Aarati Kanekar; Elizabeth Riorden; Dana Gregory Griffith
關鍵詞
Situationism; Emptiness; Shoshin; Detournement; Ma
摘要
This thesis critiques and analyzes the persisting issues of the modern life as they impact architecture based on The Society of The Spectacle by Guy Debord. The Society of The Spectacle made such a profound impact on the French Society in the 1960s that it aided in the creation of the well-established avant-garde social movement dubbed by the term Situationism. The Situationists strongly believed in the fact that by constructing different situations within the existing city fabric, the common people, also known as the spectators, who were systematically and meticulously manipulated by the occularcentric and image-driven lifestyle, would be able to eventually contemplate that true happiness, contentment and the ultimate truth actually weren’t a state of having, but a state of being. Seeing the similarities between Situationism and Mahayana Buddhism in their ultimate quest to cease human suffering, this thesis then argues that the architectural significance of the idea of Emptiness in Mahayana Buddhism holds the answer to the `Grand Spectacle’ proposed by Guy Debord and the Situationists. Through an in-depth study and analysis of the Situationist’s Derive and Detournement as the means of production, the thesis aims to create an architectural state of Emptiness at the Geylang Neighborhood of Singapore, commonly known as the Red Light district.
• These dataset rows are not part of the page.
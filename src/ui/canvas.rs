// Copyright (c) 2025, Jason Jenkins
// SPDX-License-Identifier: BSD-3-Clause

//! Annotated frame display and player picking.
//!
//! The frame is fitted and centered in the available space. Detected boxes
//! are mapped from the frame's native pixels to the rect the image is
//! painted into, recomputed every frame so window resizes never desync the
//! hit regions from the picture.

use crate::models::player::{DetectedPlayer, ImageDimensions, Point};
use crate::util::geometry::{self, RenderedBox, Size};

const SELECTED_COLOR: egui::Color32 = egui::Color32::from_rgb(255, 140, 0);
const MARK_COLOR: egui::Color32 = egui::Color32::from_rgb(60, 220, 90);
const HOVER_COLOR: egui::Color32 = egui::Color32::from_rgba_premultiplied(60, 220, 90, 40);

/// Result of canvas interaction.
pub enum CanvasAction {
    None,
    /// A box was clicked.
    TogglePlayer(u32),
    /// The image was clicked outside every box, in native frame pixels.
    ClickAt(Point),
}

/// Paint `texture` fitted and centered in the space left in `ui`.
/// Returns the rect the image occupies, or `None` if nothing could be drawn.
pub fn paint_frame(ui: &mut egui::Ui, texture: &egui::TextureHandle, native: ImageDimensions) -> Option<egui::Rect> {
    let available = ui.available_size();
    let fitted = geometry::fit_within(native, Size::new(available.x as f64, available.y as f64));
    if fitted.width <= 0.0 || fitted.height <= 0.0 {
        return None;
    }

    // Center the image
    let x_offset = (available.x - fitted.width as f32) / 2.0;
    let y_offset = (available.y - fitted.height as f32) / 2.0;
    let image_rect = egui::Rect::from_min_size(
        ui.min_rect().min + egui::vec2(x_offset, y_offset),
        egui::vec2(fitted.width as f32, fitted.height as f32),
    );

    ui.painter().image(
        texture.id(),
        image_rect,
        egui::Rect::from_min_max(egui::pos2(0.0, 0.0), egui::pos2(1.0, 1.0)),
        egui::Color32::WHITE,
    );
    Some(image_rect)
}

fn rendered_size(image_rect: &egui::Rect) -> Size {
    Size::new(image_rect.width() as f64, image_rect.height() as f64)
}

/// Screen rect of a box given relative to the image's top-left corner.
pub fn screen_rect(image_rect: &egui::Rect, rendered: &RenderedBox) -> egui::Rect {
    egui::Rect::from_min_max(
        image_rect.min + egui::vec2(rendered.left as f32, rendered.top as f32),
        image_rect.min + egui::vec2(rendered.right() as f32, rendered.bottom() as f32),
    )
}

/// Orange outline with an id tag.
pub fn draw_selected_box(painter: &egui::Painter, rect: egui::Rect, player_id: u32) {
    painter.rect_stroke(rect, 0.0, egui::Stroke::new(3.0, SELECTED_COLOR));
    draw_corner_marks(painter, rect, MARK_COLOR, true);

    let label = format!("#{}", player_id);
    let font = egui::FontId::proportional(13.0);
    let galley = painter.layout_no_wrap(label, font, egui::Color32::WHITE);
    let tag = egui::Rect::from_min_size(
        rect.left_top() - egui::vec2(0.0, galley.size().y + 4.0),
        galley.size() + egui::vec2(8.0, 4.0),
    );
    painter.rect_filled(tag, 2.0, SELECTED_COLOR);
    painter.galley(tag.min + egui::vec2(4.0, 2.0), galley, egui::Color32::WHITE);
}

/// L-shaped marks on each corner of `rect`.
pub fn draw_corner_marks(painter: &egui::Painter, rect: egui::Rect, color: egui::Color32, selected: bool) {
    let len = geometry::corner_mark_size(rect.width() as f64, rect.height() as f64, selected) as f32;
    let stroke = egui::Stroke::new(2.0, color);
    let corners = [
        (rect.left_top(), egui::vec2(len, 0.0), egui::vec2(0.0, len)),
        (rect.right_top(), egui::vec2(-len, 0.0), egui::vec2(0.0, len)),
        (rect.left_bottom(), egui::vec2(len, 0.0), egui::vec2(0.0, -len)),
        (rect.right_bottom(), egui::vec2(-len, 0.0), egui::vec2(0.0, -len)),
    ];
    for (corner, horizontal, vertical) in corners {
        painter.line_segment([corner, corner + horizontal], stroke);
        painter.line_segment([corner, corner + vertical], stroke);
    }
}

/// Display the detected frame and handle player picking.
pub fn show(
    ui: &mut egui::Ui,
    texture: Option<&egui::TextureHandle>,
    native: ImageDimensions,
    players: &[DetectedPlayer],
    selected: Option<u32>,
) -> CanvasAction {
    let mut action = CanvasAction::None;
    ui.style_mut().visuals.extreme_bg_color = egui::Color32::from_gray(40);
    let available_size = ui.available_size();

    egui::Frame::canvas(ui.style()).show(ui, |ui| {
        ui.set_min_size(available_size);

        let Some(texture) = texture else {
            ui.centered_and_justified(|ui| {
                ui.label(egui::RichText::new("Loading frame...").color(egui::Color32::WHITE));
            });
            return;
        };
        let Some(image_rect) = paint_frame(ui, texture, native) else {
            return;
        };
        let rendered = rendered_size(&image_rect);

        let boxes: Vec<(u32, egui::Rect)> = players
            .iter()
            .filter_map(|p| {
                geometry::scale_box(&p.bbox, native, rendered).map(|b| (p.id, screen_rect(&image_rect, &b)))
            })
            .collect();

        let response = ui.allocate_rect(image_rect, egui::Sense::click());
        let hovered = response
            .hover_pos()
            .and_then(|pos| boxes.iter().rev().find(|(_, r)| r.contains(pos)).map(|(id, _)| *id));

        if response.clicked() {
            if let Some(pos) = response.interact_pointer_pos() {
                if let Some((id, _)) = boxes.iter().rev().find(|(_, r)| r.contains(pos)) {
                    action = CanvasAction::TogglePlayer(*id);
                } else if image_rect.contains(pos) {
                    let local = Point::new((pos.x - image_rect.min.x) as f64, (pos.y - image_rect.min.y) as f64);
                    if let Some(native_point) = geometry::to_native(local, native, rendered) {
                        action = CanvasAction::ClickAt(native_point);
                    }
                }
            }
        }
        if hovered.is_some() {
            ui.ctx().set_cursor_icon(egui::CursorIcon::PointingHand);
        }

        let painter = ui.painter();
        for (id, rect) in &boxes {
            if Some(*id) == selected {
                continue;
            }
            if Some(*id) == hovered {
                painter.rect_filled(*rect, 0.0, HOVER_COLOR);
            }
            draw_corner_marks(painter, *rect, MARK_COLOR, false);
        }
        // Selected box last so it sits on top
        if let Some((id, rect)) = boxes.iter().find(|(id, _)| Some(*id) == selected) {
            draw_selected_box(painter, *rect, *id);
        }
    });

    action
}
This project can be categorized into two stages based on the scale of intervention into the existing urban texture. At the human scale, it constitutes a series of unexpected architectural insertions, which serves as an invitation for the spectators to explore their taken-for-granted city life under different perspectives. The act of experiencing unforeseen changes within the periodic routine has been thoroughly embodied and cherished in both Buddhism and Situationism as a mean to achieve moments of enlightenment. These insertions are considered as the destinations. At the urban scale, the project would propose a number of conceptual `Derive’ and `Detournement’ pathways as a method of connection between the human scale insertions. These urban interventions will serve their purpose as the journey, which encourages the spectators to deviate from the ordinary and emerge into the unexpected.